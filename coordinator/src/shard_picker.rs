// Copyright 2022-2023 CeresDB Project Authors. Licensed under Apache-2.0.

//! Target shard selection for new tables.

use cluster::{metadata::ClusterMetadataRef, types::Snapshot};
use common_types::shard::ShardNode;
use log::info;
use snafu::{ensure, ResultExt};

use crate::{ClusterFailure, NodeNumberNotEnough, Result};

/// Pick the least loaded assigned shards, ties broken by shard id.
pub struct LeastTableShardPicker;

impl LeastTableShardPicker {
    pub fn pick_shards(snapshot: &Snapshot, expect_count: usize) -> Result<Vec<ShardNode>> {
        let assigned = &snapshot.topology.cluster_view.shard_nodes;
        ensure!(
            !assigned.is_empty(),
            NodeNumberNotEnough {
                msg: "no shard is assigned to any node",
            }
        );

        let mut candidates = assigned.clone();
        candidates.sort_by_key(|binding| {
            (
                snapshot.topology.table_count(binding.shard_id),
                binding.shard_id,
            )
        });

        // Round robin when more shards are wanted than exist.
        let picked = (0..expect_count)
            .map(|idx| candidates[idx % candidates.len()].clone())
            .collect();
        Ok(picked)
    }
}

/// Shard picker remembering its choice, so a retried create lands on the
/// same shard.
///
/// A recorded assignment is validated against the current topology before
/// reuse; a stale record (the shard moved away or disappeared) is dropped
/// and the table is re-picked.
pub struct PersistShardPicker {
    metadata: ClusterMetadataRef,
}

impl PersistShardPicker {
    pub fn new(metadata: ClusterMetadataRef) -> Self {
        Self { metadata }
    }

    pub async fn pick(
        &self,
        snapshot: &Snapshot,
        schema_name: &str,
        table_name: &str,
    ) -> Result<ShardNode> {
        if let Some(shard_id) = self
            .metadata
            .get_table_assignment(schema_name, table_name)
            .await
            .context(ClusterFailure)?
        {
            match snapshot.topology.shard_node(shard_id) {
                Some(binding) => return Ok(binding.clone()),
                None => {
                    info!(
                        "Drop stale table assignment, table:{schema_name}.{table_name}, shard_id:{shard_id}"
                    );
                    self.metadata
                        .delete_table_assignment(schema_name, table_name)
                        .await
                        .context(ClusterFailure)?;
                }
            }
        }

        let picked = LeastTableShardPicker::pick_shards(snapshot, 1)?
            .pop()
            .expect("one shard was requested");
        self.metadata
            .put_table_assignment(schema_name, table_name, picked.shard_id)
            .await
            .context(ClusterFailure)?;
        Ok(picked)
    }
}

#[cfg(test)]
mod tests {
    use cluster::topology::Topology;
    use common_types::{
        cluster::{Cluster, ClusterState, ClusterView, TopologyType},
        shard::{ShardRole, ShardView},
    };

    use super::*;
    use crate::Error;

    fn snapshot_with_tables(table_counts: &[(u32, usize)]) -> Snapshot {
        let shard_nodes = table_counts
            .iter()
            .map(|(shard_id, _)| ShardNode {
                shard_id: *shard_id,
                node: format!("n{}", shard_id % 2 + 1),
                role: ShardRole::Leader,
            })
            .collect();
        let shard_views = table_counts
            .iter()
            .map(|(shard_id, tables)| {
                (
                    *shard_id,
                    ShardView {
                        shard_id: *shard_id,
                        version: 1,
                        table_ids: (0..*tables).map(|idx| idx as u64 + 1000).collect(),
                    },
                )
            })
            .collect();

        Snapshot {
            cluster: Cluster {
                id: 1,
                name: "defaultCluster".to_string(),
                shard_total: table_counts.len() as u32,
                node_count: 2,
                topology_type: TopologyType::Static,
                procedure_executing_batch_size: 8,
                created_at: 0,
            },
            topology: Topology {
                cluster_view: ClusterView {
                    state: ClusterState::Stable,
                    version: 1,
                    shard_nodes,
                },
                shard_views,
            },
            registered_nodes: vec![],
        }
    }

    #[test]
    fn test_pick_least_loaded() {
        // Shard 1 has fewer tables, shard 0 ties with shard 2 by count.
        let snapshot = snapshot_with_tables(&[(0, 2), (1, 1), (2, 2)]);

        let picked = LeastTableShardPicker::pick_shards(&snapshot, 1).unwrap();
        assert_eq!(picked[0].shard_id, 1);

        // Round robin beyond the shard count.
        let picked = LeastTableShardPicker::pick_shards(&snapshot, 5).unwrap();
        let ids: Vec<_> = picked.iter().map(|node| node.shard_id).collect();
        assert_eq!(ids, vec![1, 0, 2, 1, 0]);
    }

    #[test]
    fn test_pick_without_assignment() {
        let snapshot = snapshot_with_tables(&[]);
        let err = LeastTableShardPicker::pick_shards(&snapshot, 1).unwrap_err();
        assert!(matches!(err, Error::NodeNumberNotEnough { .. }));
    }
}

## WORK REQUIRED
Going through the listing above, copy out every line that has the string "PersistShardPicker".

## TASK OUTPUT
pub struct PersistShardPicker {
impl PersistShardPicker {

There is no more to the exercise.